I have spent a few hours trying to convert a char[] returned by a JPasswordField into a byte[] that I can encrypt in Java. Here is the conversion code that I finally came up with :
public void testArrayConversionJapanese() {
String hello = new String("こんにちは世界");
char[] charArray = hello.toCharArray();
byte[] byteArray = new byte[charArray.length*2];
for (int i=0; i < charArray.length; i++) {
byteArray[i*2] = (byte) ((charArray[i] & 0xFF00) >> 8);
byteArray[i*2+1] = (byte) (charArray[i] & 0x00FF);
}
char[] chars2 = new char[byteArray.length/2];
for(int i=0; i < chars2.length; i++) {
//bytes must be & with 0x00FF to convert negative values into unsigned positive values
chars2[i] = (char) (((byteArray[i*2]&0x00FF) << 8) + (byteArray[i*2+1]&0x00FF));
}
String hello2 = new String(chars2);
assertEquals(hello, hello2);
}
As you can see above, I have used basic array and shift operations for the conversion. This is much more efficient than using java.lang.Character, String and Byte classes to do the conversions.
Thanks for the post.
ReplyDeleteAs a matter of fact, I am looking a solution for coversion between char[] & byte[] without passing through creating (even implictily) a heap object (such as new String, nex BufferArray, new ByteArray, etc).
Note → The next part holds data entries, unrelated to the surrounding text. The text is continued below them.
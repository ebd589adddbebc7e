//! Domain models with validation at construction
//!
//! All submitted input is validated when creating these types.
//! Invalid input returns ValidationError, not panic.

pub mod validation;
pub mod text;
pub mod email;
pub mod member;
pub mod team;
pub mod registration;

pub use validation::ValidationError;
pub use text::FieldText;
pub use email::Email;
pub use member::{MemberRole, TeamMember};
pub use team::{HistoryTags, Team, TeamId};
pub use registration::{Registration, SubmitFormRequest, TeamMemberRequest, MAX_MEMBERS};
Codes from the first part works fine: bye[] toByteArray(char[] chars);
But for the second part, I got a question: char[] toCharArray(byte[] bytes)
in this line, char[] chars2 = new char[byteArray.length/2]
What happens if the input byteArray length is not multiple of two? do we loose a byte ?
I am talking about the general case of converting any byte[] to char[], bytes might not comming from a String.